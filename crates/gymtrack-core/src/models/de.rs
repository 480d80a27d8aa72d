//! Lenient deserializers for fields the API sends as either strings or numbers.

use std::fmt;

use serde::de::{self, Deserializer, Visitor};

// Helper to deserialize string or number as String
pub(crate) fn string_or_number<'de, D>(deserializer: D) -> Result<String, D::Error>
where
    D: Deserializer<'de>,
{
    struct StringOrNumberVisitor;

    impl<'de> Visitor<'de> for StringOrNumberVisitor {
        type Value = String;

        fn expecting(&self, formatter: &mut fmt::Formatter) -> fmt::Result {
            formatter.write_str("a string or number")
        }

        fn visit_str<E>(self, v: &str) -> Result<Self::Value, E> {
            Ok(v.to_string())
        }

        fn visit_string<E>(self, v: String) -> Result<Self::Value, E> {
            Ok(v)
        }

        fn visit_i64<E>(self, v: i64) -> Result<Self::Value, E> {
            Ok(v.to_string())
        }

        fn visit_u64<E>(self, v: u64) -> Result<Self::Value, E> {
            Ok(v.to_string())
        }
    }

    deserializer.deserialize_any(StringOrNumberVisitor)
}

// Helper to deserialize a non-negative count sent as a number or numeric string
pub(crate) fn count<'de, D>(deserializer: D) -> Result<u32, D::Error>
where
    D: Deserializer<'de>,
{
    struct CountVisitor;

    impl<'de> Visitor<'de> for CountVisitor {
        type Value = u32;

        fn expecting(&self, formatter: &mut fmt::Formatter) -> fmt::Result {
            formatter.write_str("a non-negative integer or numeric string")
        }

        fn visit_u64<E>(self, v: u64) -> Result<Self::Value, E>
        where
            E: de::Error,
        {
            u32::try_from(v).map_err(|_| E::custom(format!("count out of range: {}", v)))
        }

        fn visit_i64<E>(self, v: i64) -> Result<Self::Value, E>
        where
            E: de::Error,
        {
            u32::try_from(v).map_err(|_| E::custom(format!("count out of range: {}", v)))
        }

        fn visit_str<E>(self, v: &str) -> Result<Self::Value, E>
        where
            E: de::Error,
        {
            v.trim()
                .parse()
                .map_err(|_| E::custom(format!("invalid count: {:?}", v)))
        }
    }

    deserializer.deserialize_any(CountVisitor)
}
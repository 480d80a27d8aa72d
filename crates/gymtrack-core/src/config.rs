//! Application configuration management.
//!
//! This module handles loading the client configuration: the
//! backend base URL, request timeout, and where the session is kept.
//!
//! Configuration is stored at `~/.config/gymtrack/config.json`. Values from
//! a `.env` file and `GYMTRACK_*` environment variables take precedence.

use std::path::PathBuf;
use std::str::FromStr;
use std::sync::Arc;
use std::time::Duration;

use anyhow::{Context, Result};
use serde::{Deserialize, Serialize};
use tracing::debug;

use crate::api::HttpTransport;
use crate::auth::{FileTokenStore, KeyringTokenStore, MemoryTokenStore, SessionManager, TokenStore};

/// Application name used for config/data directory paths
const APP_NAME: &str = "gymtrack";

/// Config file name
const CONFIG_FILE: &str = "config.json";

/// Default backend during development
const DEFAULT_API_URL: &str = "http://127.0.0.1:3333";

/// HTTP request timeout in seconds.
/// 30s allows for slow mobile connections while failing fast enough for good UX.
const DEFAULT_TIMEOUT_SECS: u64 = 30;

const ENV_API_URL: &str = "GYMTRACK_API_URL";
const ENV_TIMEOUT_SECS: &str = "GYMTRACK_TIMEOUT_SECS";
const ENV_TOKEN_STORE: &str = "GYMTRACK_TOKEN_STORE";

/// Where the session is persisted.
#[derive(Debug, Clone, Copy, PartialEq, Eq, Default, Serialize, Deserialize)]
#[serde(rename_all = "lowercase")]
pub enum TokenStoreKind {
    #[default]
    File,
    Keyring,
    Memory,
}

impl FromStr for TokenStoreKind {
    type Err = anyhow::Error;

    fn from_str(s: &str) -> Result<Self> {
        match s.trim().to_lowercase().as_str() {
            "file" => Ok(TokenStoreKind::File),
            "keyring" => Ok(TokenStoreKind::Keyring),
            "memory" => Ok(TokenStoreKind::Memory),
            other => Err(anyhow::anyhow!(
                "Unknown token store {:?} (expected file, keyring or memory)",
                other
            )),
        }
    }
}

#[derive(Debug, Clone, Serialize, Deserialize)]
#[serde(default)]
pub struct Config {
    pub api_url: String,
    pub request_timeout_secs: u64,
    pub token_store: TokenStoreKind,
    /// Overrides the platform data directory for the session file.
    pub session_dir: Option<PathBuf>,
}

impl Default for Config {
    fn default() -> Self {
        Self {
            api_url: DEFAULT_API_URL.to_string(),
            request_timeout_secs: DEFAULT_TIMEOUT_SECS,
            token_store: TokenStoreKind::default(),
            session_dir: None,
        }
    }
}

impl Config {
    /// Load the config file (if any), then apply `.env` and environment overrides.
    pub fn load() -> Result<Self> {
        let mut config = Self::load_file()?;

        // Load .env file if present (silently ignore if not found)
        let _ = dotenvy::dotenv();
        config.apply_overrides(|key| std::env::var(key).ok())?;

        debug!(api_url = %config.api_url, store = ?config.token_store, "Config loaded");
        Ok(config)
    }

    fn load_file() -> Result<Self> {
        let path = Self::config_path()?;
        if path.exists() {
            let contents = std::fs::read_to_string(&path)
                .with_context(|| format!("Failed to read config file {}", path.display()))?;
            serde_json::from_str(&contents)
                .with_context(|| format!("Failed to parse config file {}", path.display()))
        } else {
            Ok(Self::default())
        }
    }

    /// Apply overrides from a variable lookup (the process environment in production).
    pub fn apply_overrides(&mut self, var: impl Fn(&str) -> Option<String>) -> Result<()> {
        if let Some(url) = var(ENV_API_URL).filter(|v| !v.trim().is_empty()) {
            self.api_url = url.trim().to_string();
        }
        if let Some(secs) = var(ENV_TIMEOUT_SECS) {
            self.request_timeout_secs = secs
                .trim()
                .parse()
                .with_context(|| format!("{} must be a number of seconds, got {:?}", ENV_TIMEOUT_SECS, secs))?;
        }
        if let Some(kind) = var(ENV_TOKEN_STORE) {
            self.token_store = kind.parse()?;
        }
        Ok(())
    }

    fn config_path() -> Result<PathBuf> {
        let config_dir = dirs::config_dir()
            .ok_or_else(|| anyhow::anyhow!("Could not find config directory"))?;
        Ok(config_dir.join(APP_NAME).join(CONFIG_FILE))
    }

    pub fn session_dir(&self) -> Result<PathBuf> {
        if let Some(ref dir) = self.session_dir {
            return Ok(dir.clone());
        }
        let data_dir = dirs::data_dir()
            .ok_or_else(|| anyhow::anyhow!("Could not find data directory"))?;
        Ok(data_dir.join(APP_NAME))
    }

    pub fn request_timeout(&self) -> Duration {
        Duration::from_secs(self.request_timeout_secs)
    }

    pub fn token_store(&self) -> Result<Arc<dyn TokenStore>> {
        Ok(match self.token_store {
            TokenStoreKind::File => Arc::new(FileTokenStore::new(self.session_dir()?)),
            TokenStoreKind::Keyring => Arc::new(KeyringTokenStore::new()),
            TokenStoreKind::Memory => Arc::new(MemoryTokenStore::new()),
        })
    }

    pub fn transport(&self) -> Result<HttpTransport> {
        HttpTransport::new(&self.api_url, self.request_timeout())
            .with_context(|| format!("Failed to create HTTP client for {}", self.api_url))
    }

    /// Session manager wired to the configured backend and token store.
    /// The returned manager is in the `Unknown` state; call `bootstrap` next.
    pub fn session_manager(&self) -> Result<SessionManager> {
        Ok(SessionManager::new(self.transport()?, self.token_store()?))
    }
}
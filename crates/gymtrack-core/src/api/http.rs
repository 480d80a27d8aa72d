//! Raw HTTP access to the gymtrack backend.
//!
//! `HttpTransport` knows how to turn an [`ApiRequest`] into a reqwest call
//! and how to map non-2xx responses onto [`ApiError`]. It holds no session
//! state; the caller decides which token (if any) to attach.

use std::time::Duration;

use reqwest::multipart::{Form, Part};
use reqwest::{header, Client, Method, Response, Url};
use serde::de::DeserializeOwned;
use serde_json::Value;
use tracing::{debug, warn};

use super::ApiError;

/// Body of an outgoing request. Kept as plain data so a request can be
/// rebuilt and resent after a token refresh.
#[derive(Debug, Clone)]
pub enum RequestBody {
    Empty,
    Json(Value),
    Multipart(FilePart),
}

/// A single file field of a multipart upload.
#[derive(Clone)]
pub struct FilePart {
    pub field: String,
    pub file_name: String,
    pub content_type: String,
    pub bytes: Vec<u8>,
}

impl std::fmt::Debug for FilePart {
    fn fmt(&self, f: &mut std::fmt::Formatter<'_>) -> std::fmt::Result {
        f.debug_struct("FilePart")
            .field("field", &self.field)
            .field("file_name", &self.file_name)
            .field("content_type", &self.content_type)
            .field("len", &self.bytes.len())
            .finish()
    }
}

/// Method, path segments and body of one backend call.
#[derive(Debug, Clone)]
pub struct ApiRequest {
    method: Method,
    segments: Vec<String>,
    body: RequestBody,
}

impl ApiRequest {
    pub fn new(method: Method, segments: &[&str], body: RequestBody) -> Self {
        Self {
            method,
            segments: segments.iter().map(|s| s.to_string()).collect(),
            body,
        }
    }

    pub fn get(segments: &[&str]) -> Self {
        Self::new(Method::GET, segments, RequestBody::Empty)
    }

    pub fn post(segments: &[&str], body: Value) -> Self {
        Self::new(Method::POST, segments, RequestBody::Json(body))
    }

    pub fn put(segments: &[&str], body: Value) -> Self {
        Self::new(Method::PUT, segments, RequestBody::Json(body))
    }

    pub fn patch_file(segments: &[&str], part: FilePart) -> Self {
        Self::new(Method::PATCH, segments, RequestBody::Multipart(part))
    }

    pub fn method(&self) -> &Method {
        &self.method
    }

    /// Path for logging, e.g. `/exercises/bygroup/costas`.
    pub fn path(&self) -> String {
        format!("/{}", self.segments.join("/"))
    }
}

/// Shared reqwest client bound to one backend base URL.
/// Clone is cheap - reqwest::Client uses Arc internally for connection pooling.
#[derive(Clone)]
pub struct HttpTransport {
    client: Client,
    base_url: Url,
}

impl HttpTransport {
    pub fn new(base_url: &str, timeout: Duration) -> Result<Self, ApiError> {
        let base_url = Url::parse(base_url)
            .map_err(|e| ApiError::InvalidRequest(format!("bad base URL {:?}: {}", base_url, e)))?;
        if base_url.cannot_be_a_base() {
            return Err(ApiError::InvalidRequest(format!(
                "base URL {} cannot carry a path",
                base_url
            )));
        }

        let client = Client::builder().timeout(timeout).build()?;

        Ok(Self { client, base_url })
    }

    pub fn base_url(&self) -> &Url {
        &self.base_url
    }

    /// Resolve path segments against the base URL. Each segment is
    /// percent-encoded, so a group name like "membros superiores" is safe.
    pub fn endpoint<S: AsRef<str>>(&self, segments: &[S]) -> Result<Url, ApiError> {
        let mut url = self.base_url.clone();
        url.path_segments_mut()
            .map_err(|_| ApiError::InvalidRequest(format!("base URL {} cannot carry a path", self.base_url)))?
            .pop_if_empty()
            .extend(segments.iter().map(|s| s.as_ref()));
        Ok(url)
    }

    fn build(&self, request: &ApiRequest, token: Option<&str>) -> Result<reqwest::RequestBuilder, ApiError> {
        let url = self.endpoint(&request.segments)?;
        let mut builder = self
            .client
            .request(request.method.clone(), url)
            .header(header::ACCEPT, "application/json");

        if let Some(token) = token {
            builder = builder.bearer_auth(token);
        }

        builder = match &request.body {
            RequestBody::Empty => builder,
            RequestBody::Json(body) => builder.json(body),
            RequestBody::Multipart(file) => {
                let part = Part::bytes(file.bytes.clone())
                    .file_name(file.file_name.clone())
                    .mime_str(&file.content_type)
                    .map_err(|e| ApiError::InvalidRequest(format!("bad content type: {}", e)))?;
                builder.multipart(Form::new().part(file.field.clone(), part))
            }
        };

        Ok(builder)
    }

    /// Send a request, returning the response only if it was successful.
    pub async fn send(&self, request: &ApiRequest, token: Option<&str>) -> Result<Response, ApiError> {
        let path = request.path();
        debug!(method = %request.method, path = %path, authenticated = token.is_some(), "Sending request");

        let response = self.build(request, token)?.send().await?;
        Self::check_response(response, &path).await
    }

    /// Send a request and parse the JSON body of the successful response.
    pub async fn send_json<T: DeserializeOwned>(
        &self,
        request: &ApiRequest,
        token: Option<&str>,
    ) -> Result<T, ApiError> {
        let response = self.send(request, token).await?;
        Self::decode(response, &request.path()).await
    }

    /// Check if response is successful, returning an error with body if not.
    async fn check_response(response: Response, path: &str) -> Result<Response, ApiError> {
        if response.status().is_success() {
            Ok(response)
        } else {
            let status = response.status();
            let body = response.text().await.unwrap_or_default();
            warn!(path = path, status = %status, "Request failed");
            Err(ApiError::from_status(status, &body))
        }
    }

    pub async fn decode<T: DeserializeOwned>(response: Response, path: &str) -> Result<T, ApiError> {
        let text = response.text().await?;
        serde_json::from_str(&text).map_err(|e| {
            ApiError::InvalidResponse(format!("Failed to parse response from {}: {}", path, e))
        })
    }
}
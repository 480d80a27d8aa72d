use std::fmt;

use chrono::{DateTime, Utc};
use serde::{Deserialize, Serialize};

use crate::models::User;

/// Access token plus the optional refresh token issued with it.
#[derive(Clone, PartialEq, Eq, Serialize, Deserialize)]
pub struct TokenPair {
    pub access_token: String,
    #[serde(default, skip_serializing_if = "Option::is_none")]
    pub refresh_token: Option<String>,
}

impl TokenPair {
    pub fn new(access_token: impl Into<String>, refresh_token: Option<String>) -> Self {
        Self {
            access_token: access_token.into(),
            refresh_token,
        }
    }

    /// Credential to present to the refresh endpoint. Backends that never
    /// issued a refresh token accept the access token itself.
    pub fn refresh_credential(&self) -> &str {
        self.refresh_token.as_deref().unwrap_or(&self.access_token)
    }

    /// Replace the access token, keeping the old refresh token unless a new one was issued.
    pub fn rotated(&self, access_token: String, refresh_token: Option<String>) -> Self {
        Self {
            access_token,
            refresh_token: refresh_token.or_else(|| self.refresh_token.clone()),
        }
    }
}

// Tokens never end up in logs
impl fmt::Debug for TokenPair {
    fn fmt(&self, f: &mut fmt::Formatter<'_>) -> fmt::Result {
        f.debug_struct("TokenPair")
            .field("access_token", &"<redacted>")
            .field("has_refresh_token", &self.refresh_token.is_some())
            .finish()
    }
}

/// Everything the token store persists, written as one document.
#[derive(Debug, Clone, PartialEq, Serialize, Deserialize)]
pub struct StoredSession {
    pub tokens: TokenPair,
    pub user: User,
    pub saved_at: DateTime<Utc>,
}

impl StoredSession {
    pub fn new(tokens: TokenPair, user: User) -> Self {
        Self {
            tokens,
            user,
            saved_at: Utc::now(),
        }
    }

    pub fn age_minutes(&self) -> i64 {
        (Utc::now() - self.saved_at).num_minutes().max(0)
    }
}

*PROBLEM TO WORK ON*
Every line of the material that holds "ApiRequest" should be copied out as the answer.

*SOLUTION*
//! `HttpTransport` knows how to turn an [`ApiRequest`] into a reqwest call
pub struct ApiRequest {
impl ApiRequest {
    fn build(&self, request: &ApiRequest, token: Option<&str>) -> Result<reqwest::RequestBuilder, ApiError> {
    pub async fn send(&self, request: &ApiRequest, token: Option<&str>) -> Result<Response, ApiError> {
        request: &ApiRequest,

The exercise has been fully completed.